Zypern kurz vor Zahlungsunfähigkeit: „Alles unter Kontrolle“
Die Gelder des Rettungsschirms fließen frühstens Anfang 2013. Um die Dezembergehälter zu zahlen, muss Zypern sich bei Staatsfirmen Geld leihen.
BERLIN taz | Zypern hat seine Zahlungsunfähigkeit nur knapp abwenden können. Weil das Euroland noch bis mindestens Januar 2013 auf Zahlungen aus dem EU-Rettungsfonds warten muss, geht der Regierung das Geld aus. Nach Angaben des Finanz-Staatssekretärs Christos Patsalides stehen unter anderem Schuldenrückzahlungen in Höhe von 250 bis 300 Millionen Euro an. Insgesamt beträgt das kurzfristige Finanzloch offenbar 420 Millionen Euro.
Um die Dezember-Löhne der Staatsangestellten zahlen zu können, griff das Finanzministerium tief in die Trickkiste. In der Nacht zum Dienstag sagten mehrere staatsgeführte Unternehmen der Regierung Kredite zu. Das Stromunternehmen ECA und die Telekommunikastionsfirma CYTA zahlen jeweils kurzfristig 100 Millionen Euro. Zusammen mit kleineren Firmen will man so das Finanzloch kurzfristig stopfern.
Dazu kommen dem Vernehmen nach kurzfristige Kredite ausländischer Banken, über deren Konditionen nichts bekannt wurde. Sie dürften jedoch mit hohen Zinsen verbunden sein, denn Zypern ist wegen der Bankenkrise seit zwei Jahren vom internationalen Kreditmarkt abgeschnitten. „Es besteht keine Gefahr. Alles ist unter Kontrolle“, sagte ein ranghoher Mitarbeiter des Finanzministeriums der Agentur dpa.
Allerdings bergen die Notkredite, die offenbar erst auf starken Druck gegeben wurden, ein ungewöhnliches Risiko. Das Geld stammt aus den Pensionsfonds der Unternehmen. Sollte Zypern doch noch seine Zahlungsunfähigkeit erklären müssen, wären die Renten von vielen Tausend Arbeitnehmern in Gefahr. Am Montag protestierten Arbeiter von CYTA in er Nähe des Parlaments in Nikosia. Die Gewerkschaft bezeichneten den Kredit als „unakzeptabel und illegal“, Angestellte kündigten mehrere Klagen an.
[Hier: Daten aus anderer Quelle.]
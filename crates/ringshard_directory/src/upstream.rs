// Copyright (c) Microsoft Corporation.
// Licensed under the MIT License.

//! HTTP client for the upstream user directory.

use std::fmt;
use std::time::Duration;

use http::header::{ACCEPT, HeaderName, HeaderValue};
use http::{Method, Request, StatusCode};
use http_body_util::{BodyExt, Empty};
use hyper::body::Bytes;
use hyper_util::client::legacy::Client;
use hyper_util::client::legacy::connect::{Connect, HttpConnector};
use hyper_util::rt::TokioExecutor;
use tracing::{Level, event};

use crate::config::DirectoryConfig;
use crate::error::SourceError;
use crate::model::UserInfo;
use crate::source::UserSource;

/// Media type requested from the upstream API.
pub const ACCEPT_MEDIA_TYPE: &str = "application/vnd.github+json";

/// Header pinning the upstream API version.
pub const API_VERSION_HEADER: &str = "x-github-api-version";

/// Upstream API version requested with every call.
pub const API_VERSION: &str = "2022-11-28";

/// A [`UserSource`] that issues `GET {api_url}/{api_user}/{login}` against an HTTP directory.
///
/// Each request carries the `Accept` and API version headers and is bounded by
/// [`DirectoryConfig::request_timeout`], which covers both the response head and the body.
///
/// A `404 Not Found` whose body is the directory's not-found record is returned as that record,
/// so callers see an unknown user rather than a failure. Any other non-success status becomes
/// [`SourceError::Status`].
///
/// [`HttpUserSource::new`] speaks plain HTTP. Pass a client with a TLS-capable connector to
/// [`with_client`](HttpUserSource::with_client) to reach `https` endpoints.
pub struct HttpUserSource<C = HttpConnector> {
    client: Client<C, Empty<Bytes>>,
    config: DirectoryConfig,
}

impl HttpUserSource {
    /// Creates a source with a plain HTTP client.
    #[must_use]
    pub fn new(config: &DirectoryConfig) -> Self {
        let client = Client::builder(TokioExecutor::new()).build_http();
        Self::with_client(config, client)
    }
}

impl<C> HttpUserSource<C> {
    /// Creates a source over an existing client.
    #[must_use]
    pub fn with_client(config: &DirectoryConfig, client: Client<C, Empty<Bytes>>) -> Self {
        Self {
            client,
            config: config.clone(),
        }
    }

    /// Returns the configuration requests are built from.
    #[must_use]
    pub fn config(&self) -> &DirectoryConfig {
        &self.config
    }
}

impl<C> HttpUserSource<C>
where
    C: Connect + Clone + Send + Sync + 'static,
{
    async fn request(&self, login: &str) -> Result<UserInfo, SourceError> {
        let request = Request::builder()
            .method(Method::GET)
            .uri(self.config.user_url(login))
            .header(ACCEPT, HeaderValue::from_static(ACCEPT_MEDIA_TYPE))
            .header(HeaderName::from_static(API_VERSION_HEADER), HeaderValue::from_static(API_VERSION))
            .body(Empty::new())
            .map_err(|error| SourceError::transport(error.to_string()))?;

        let response = self
            .client
            .request(request)
            .await
            .map_err(|error| SourceError::transport(error.to_string()))?;
        let status = response.status();
        let body = response
            .into_body()
            .collect()
            .await
            .map_err(|error| SourceError::transport(error.to_string()))?
            .to_bytes();

        event!(Level::DEBUG, login, status = status.as_u16(), bytes = body.len(), "upstream answered");

        if status.is_success() {
            return UserInfo::from_json(&body);
        }

        match UserInfo::from_json(&body) {
            Ok(user) if status == StatusCode::NOT_FOUND && user.is_not_found() => Ok(user),
            _ => Err(SourceError::Status(status.as_u16())),
        }
    }
}

impl<C> UserSource for HttpUserSource<C>
where
    C: Connect + Clone + Send + Sync + 'static,
{
    async fn fetch(&self, login: &str) -> Result<UserInfo, SourceError> {
        let timeout = self.config.request_timeout();
        match tokio::time::timeout(timeout, self.request(login)).await {
            Ok(result) => result,
            Err(_elapsed) => Err(SourceError::Timeout(timeout)),
        }
    }
}

impl<C> fmt::Debug for HttpUserSource<C> {
    #[cfg_attr(test, mutants::skip)]
    fn fmt(&self, f: &mut fmt::Formatter<'_>) -> fmt::Result {
        f.debug_struct("HttpUserSource")
            .field("api_url", &self.config.api_url())
            .field("api_user", &self.config.api_user())
            .field("request_timeout", &self.config.request_timeout())
            .finish_non_exhaustive()
    }
}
Ursprünglich wollte die EU der Zahlung eines Rettungskredits von 17,5 Milliarden Euro am letzten Wochenende vereinbaren. Es kam jedoch zu keiner Einigung. Vorgesehen ist, dass sich die Anleger von zypriotischen Banken, darunter viele russische Staatsbürger, an der Bankenrettung beteiligen sollen. Nach einem BND-Bericht soll sich darunter viel Schwarzgeld befinden. Jetzt will die EU frühestens im Januar über einen Kredit entscheiden.